## Task to carry out
Copy out the data below verbatim.

Records for the exercise Start Marker

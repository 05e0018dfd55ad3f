#![cfg_attr(feature = "fail-on-warnings", deny(warnings))]
#![warn(clippy::all, clippy::pedantic, clippy::nursery, clippy::cargo)]
#![allow(clippy::multiple_crate_versions, clippy::cargo_common_metadata)]

//! Observation record types and the three-way risk category taxonomy.
//!
//! An [`Observation`] is one validated incident or measurement. Upstream
//! fetchers hand over [`RawObservation`] records with every field optional
//! and stringly typed; the `risk_map_observation` crate turns those into
//! observations, dropping anything malformed.

pub mod month;

use chrono::{DateTime, NaiveDate, Utc};
use risk_map_geography_models::LatLon;
use serde::{Deserialize, Serialize};
use strum_macros::{AsRefStr, Display, EnumString};

/// Category label assumed when a record carries none.
pub const DEFAULT_CATEGORY_LABEL: &str = "OTHER";

/// Region label assumed when a record carries none.
pub const UNKNOWN_REGION: &str = "Unknown";

/// Coarse category used for the per-anchor sub-aggregates.
#[derive(
    Debug,
    Clone,
    Copy,
    PartialEq,
    Eq,
    PartialOrd,
    Ord,
    Hash,
    Serialize,
    Deserialize,
    Display,
    EnumString,
    AsRefStr,
)]
#[serde(rename_all = "SCREAMING_SNAKE_CASE")]
#[strum(serialize_all = "SCREAMING_SNAKE_CASE")]
pub enum Category {
    /// Crimes against persons (assault, homicide, robbery)
    Violent,
    /// Crimes against property (theft, burglary, auto theft)
    Property,
    /// Everything else, including uncategorized records
    Other,
}

impl Category {
    /// Returns all variants of this enum.
    #[must_use]
    pub const fn all() -> &'static [Self] {
        &[Self::Violent, Self::Property, Self::Other]
    }
}

/// A single validated observation.
///
/// Immutable once ingested. Coordinates are guaranteed finite and inside the
/// validity bounds that were in force when the record was parsed.
#[derive(Debug, Clone, PartialEq, Serialize, Deserialize)]
#[serde(rename_all = "camelCase")]
pub struct Observation {
    /// Latitude in degrees.
    pub latitude: f64,
    /// Longitude in degrees.
    pub longitude: f64,
    /// When the incident occurred or the measurement was taken.
    pub timestamp: DateTime<Utc>,
    /// Source category label (e.g. `"BURGLARY"`), if the source had one.
    pub category: Option<String>,
    /// Optional magnitude (e.g. AADT) scaling this observation's weight.
    pub weight_hint: Option<f64>,
    /// City or jurisdiction the record came from.
    pub region: Option<String>,
}

impl Observation {
    /// Creates an uncategorized observation with no weight hint or region.
    #[must_use]
    pub const fn new(latitude: f64, longitude: f64, timestamp: DateTime<Utc>) -> Self {
        Self {
            latitude,
            longitude,
            timestamp,
            category: None,
            weight_hint: None,
            region: None,
        }
    }

    /// Sets the source category label.
    #[must_use]
    pub fn with_category(mut self, category: &str) -> Self {
        self.category = Some(category.to_string());
        self
    }

    /// Sets the region label.
    #[must_use]
    pub fn with_region(mut self, region: &str) -> Self {
        self.region = Some(region.to_string());
        self
    }

    /// Sets the weight hint.
    #[must_use]
    pub const fn with_weight(mut self, weight: f64) -> Self {
        self.weight_hint = Some(weight);
        self
    }

    /// Position as a [`LatLon`].
    #[must_use]
    pub const fn position(&self) -> LatLon {
        LatLon::new(self.latitude, self.longitude)
    }

    /// Category label, falling back to [`DEFAULT_CATEGORY_LABEL`].
    #[must_use]
    pub fn category_label(&self) -> &str {
        self.category.as_deref().unwrap_or(DEFAULT_CATEGORY_LABEL)
    }

    /// Region label, falling back to [`UNKNOWN_REGION`].
    #[must_use]
    pub fn region_label(&self) -> &str {
        self.region.as_deref().unwrap_or(UNKNOWN_REGION)
    }

    /// Multiplier applied to this observation's kernel weight.
    #[must_use]
    pub fn weight(&self) -> f64 {
        self.weight_hint.unwrap_or(1.0)
    }

    /// Calendar date of the observation (UTC).
    #[must_use]
    pub fn date(&self) -> NaiveDate {
        self.timestamp.date_naive()
    }

    /// First day of the observation's calendar month.
    #[must_use]
    pub fn month(&self) -> NaiveDate {
        month::month_start(self.date())
    }
}

/// An unvalidated record as handed over by a fetcher or read from a file.
///
/// Every field is optional and textual so that a single malformed value
/// never fails deserialization of the whole batch.
#[derive(Debug, Clone, Default, PartialEq, Eq, Serialize, Deserialize)]
pub struct RawObservation {
    /// Latitude text.
    #[serde(default, alias = "Latitude", alias = "lat")]
    pub latitude: Option<String>,
    /// Longitude text.
    #[serde(default, alias = "Longitude", alias = "lon", alias = "lng")]
    pub longitude: Option<String>,
    /// Timestamp text (ISO 8601 date or datetime).
    #[serde(default, alias = "date_of_occurrence", alias = "date")]
    pub timestamp: Option<String>,
    /// Category label. Traffic-count feeds carry the road name here.
    #[serde(
        default,
        alias = "nibrs_crime_category",
        alias = "crime_type",
        alias = "Road Name",
        alias = "road_name"
    )]
    pub category: Option<String>,
    /// Weight hint text.
    #[serde(default, alias = "AADT", alias = "aadt")]
    pub weight_hint: Option<String>,
    /// Region label.
    #[serde(default, alias = "city")]
    pub region: Option<String>,
}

Records for the exercise End Marker

## Answer space
repository 05e0018dfd55ad3f
#![cfg_attr(feature = "fail-on-warnings", deny(warnings))]
#![warn(clippy::all, clippy::pedantic, clippy::nursery, clippy::cargo)]
#![allow(clippy::multiple_crate_versions, clippy::cargo_common_metadata)]

//! Observation record types and the three-way risk category taxonomy.
//!
//! An [`Observation`] is one validated incident or measurement. Upstream
//! fetchers hand over [`RawObservation`] records with every field optional
//! and stringly typed; the `risk_map_observation` crate turns those into
//! observations, dropping anything malformed.

pub mod month;

use chrono::{DateTime, NaiveDate, Utc};
use risk_map_geography_models::LatLon;
use serde::{Deserialize, Serialize};
use strum_macros::{AsRefStr, Display, EnumString};

/// Category label assumed when a record carries none.
pub const DEFAULT_CATEGORY_LABEL: &str = "OTHER";

/// Region label assumed when a record carries none.
pub const UNKNOWN_REGION: &str = "Unknown";

/// Coarse category used for the per-anchor sub-aggregates.
#[derive(
    Debug,
    Clone,
    Copy,
    PartialEq,
    Eq,
    PartialOrd,
    Ord,
    Hash,
    Serialize,
    Deserialize,
    Display,
    EnumString,
    AsRefStr,
)]
#[serde(rename_all = "SCREAMING_SNAKE_CASE")]
#[strum(serialize_all = "SCREAMING_SNAKE_CASE")]
pub enum Category {
    /// Crimes against persons (assault, homicide, robbery)
    Violent,
    /// Crimes against property (theft, burglary, auto theft)
    Property,
    /// Everything else, including uncategorized records
    Other,
}

impl Category {
    /// Returns all variants of this enum.
    #[must_use]
    pub const fn all() -> &'static [Self] {
        &[Self::Violent, Self::Property, Self::Other]
    }
}

/// A single validated observation.
///
/// Immutable once ingested. Coordinates are guaranteed finite and inside the
/// validity bounds that were in force when the record was parsed.
#[derive(Debug, Clone, PartialEq, Serialize, Deserialize)]
#[serde(rename_all = "camelCase")]
pub struct Observation {
    /// Latitude in degrees.
    pub latitude: f64,
    /// Longitude in degrees.
    pub longitude: f64,
    /// When the incident occurred or the measurement was taken.
    pub timestamp: DateTime<Utc>,
    /// Source category label (e.g. `"BURGLARY"`), if the source had one.
    pub category: Option<String>,
    /// Optional magnitude (e.g. AADT) scaling this observation's weight.
    pub weight_hint: Option<f64>,
    /// City or jurisdiction the record came from.
    pub region: Option<String>,
}

impl Observation {
    /// Creates an uncategorized observation with no weight hint or region.
    #[must_use]
    pub const fn new(latitude: f64, longitude: f64, timestamp: DateTime<Utc>) -> Self {
        Self {
            latitude,
            longitude,
            timestamp,
            category: None,
            weight_hint: None,
            region: None,
        }
    }

    /// Sets the source category label.
    #[must_use]
    pub fn with_category(mut self, category: &str) -> Self {
        self.category = Some(category.to_string());
        self
    }

    /// Sets the region label.
    #[must_use]
    pub fn with_region(mut self, region: &str) -> Self {
        self.region = Some(region.to_string());
        self
    }

    /// Sets the weight hint.
    #[must_use]
    pub const fn with_weight(mut self, weight: f64) -> Self {
        self.weight_hint = Some(weight);
        self
    }

    /// Position as a [`LatLon`].
    #[must_use]
    pub const fn position(&self) -> LatLon {
        LatLon::new(self.latitude, self.longitude)
    }

    /// Category label, falling back to [`DEFAULT_CATEGORY_LABEL`].
    #[must_use]
    pub fn category_label(&self) -> &str {
        self.category.as_deref().unwrap_or(DEFAULT_CATEGORY_LABEL)
    }

    /// Region label, falling back to [`UNKNOWN_REGION`].
    #[must_use]
    pub fn region_label(&self) -> &str {
        self.region.as_deref().unwrap_or(UNKNOWN_REGION)
    }

    /// Multiplier applied to this observation's kernel weight.
    #[must_use]
    pub fn weight(&self) -> f64 {
        self.weight_hint.unwrap_or(1.0)
    }

    /// Calendar date of the observation (UTC).
    #[must_use]
    pub fn date(&self) -> NaiveDate {
        self.timestamp.date_naive()
    }

    /// First day of the observation's calendar month.
    #[must_use]
    pub fn month(&self) -> NaiveDate {
        month::month_start(self.date())
    }
}

/// An unvalidated record as handed over by a fetcher or read from a file.
///
/// Every field is optional and textual so that a single malformed value
/// never fails deserialization of the whole batch.
#[derive(Debug, Clone, Default, PartialEq, Eq, Serialize, Deserialize)]
pub struct RawObservation {
    /// Latitude text.
    #[serde(default, alias = "Latitude", alias = "lat")]
    pub latitude: Option<String>,
    /// Longitude text.
    #[serde(default, alias = "Longitude", alias = "lon", alias = "lng")]
    pub longitude: Option<String>,
    /// Timestamp text (ISO 8601 date or datetime).
    #[serde(default, alias = "date_of_occurrence", alias = "date")]
    pub timestamp: Option<String>,
    /// Category label. Traffic-count feeds carry the road name here.
    #[serde(
        default,
        alias = "nibrs_crime_category",
        alias = "crime_type",
        alias = "Road Name",
        alias = "road_name"
    )]
    pub category: Option<String>,
    /// Weight hint text.
    #[serde(default, alias = "AADT", alias = "aadt")]
    pub weight_hint: Option<String>,
    /// Region label.
    #[serde(default, alias = "city")]
    pub region: Option<String>,
}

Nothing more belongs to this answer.